15 January 2018

My Colleague Anita is dealing with data protection issues for a longer period of time and in December 2017 she has became a data protection officer. Now I am asking Anita about her experiences she has acquired during the course.

Viki: Why have you decided to take the DPO course?

Anita: Soon after the adoption of the General Data Protection Regulation (GDPR) we have started to deal with this topic in the office. We have figured out the GDPR will have an impact on basically all on our corporate clients as if one has employees, it is 100 % that personal data will be processed.

Although we have already gained significant knowledge, our managing partner, Richard encouraged me to deepen it and acquire practical experiences. That is why I have decided to make the GDPR manager – Data Protection Officer course.

Viki: What is the difference between a data protection officer and a lawyer who is specialized on data protection law?

Anita: A data protection officer does not only need legal knowledge but also has to be able to understand all business processes at the company which require the processing of personal data, including information security matters.

As an example, as an attorney who deals with data protection issues I know about what the company needs to inform its employees or clients if he processes their personal data. As a DPO I have to understand and identify the “route” of the collected personal data throughout the company (whether data is transmitted, how long and where is it stored) and what are the security risks on that “route”.

Viki: Have you acquired rather theoretical or practical knowledge on the course?

Anita: Obviously, we had to know the theoretical basics, so we have thoroughly reviewed the GDPR. In fact, as a good advice we were told that if we would like to be DPOs, we should read the GDPR at least 20 times.

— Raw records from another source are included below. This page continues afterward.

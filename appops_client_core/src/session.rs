//! Authenticated org sessions
//!
//! Token acquisition lives outside the core. The core only reads the identity
//! of a session, copies its access token into connection records, and asks it
//! to refresh before long operations.

use crate::error::Result;
use async_trait::async_trait;
use log::{debug, warn};

/// An authenticated session to a tenant org
#[async_trait]
pub trait OrgSession: Send + Sync {
    /// Organization ID of the org
    fn org_id(&self) -> &str;

    fn username(&self) -> &str;

    fn user_id(&self) -> Option<&str>;

    fn instance_url(&self) -> &str;

    /// Current access token
    ///
    /// Returned by value so implementations can swap it during `refresh`.
    fn access_token(&self) -> String;

    /// Obtain a fresh access token
    async fn refresh(&self) -> Result<()>;
}

/// Refresh a session, logging and ignoring any failure
pub async fn refresh_best_effort(session: &dyn OrgSession) {
    match session.refresh().await {
        Ok(()) => debug!("Refreshed session for org {}", session.org_id()),
        Err(e) => warn!(
            "Could not refresh session for org {}: {}",
            session.org_id(),
            e
        ),
    }
}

However, in the significant part of the course we have learned how to apply the GDPR based on practical examples. For instance, we identified who is who in a data processing activity with multiple actors (eg. if the customer orders a product from our company and it will be delivered by a haulier), how the current data processing activities need to be reviewed and how to make them GDPR-compatible or how the records of data processing activities shall be maintained.

Viki: Which client needs to have a DPO?

Anita: Organizations whose main activity is the regular and systematic monitoring of data subjects (like a security company who operates camera surveillance system) will definitely need to appoint a DPO. Similarly, those companies who are processing sensitive data (eg. health data) on a large scale, like health service providers shall have one.

Of course, based on his own consideration, a company can decide to appoint a DPO to ensure the highest possible level of data protection even if he is not obliged to do so.

During the GDPR-compliance project we are happy to help clients to think over whether is it necessary or worth to appoint a data protection officer.

Anita, thank you for answering my questions.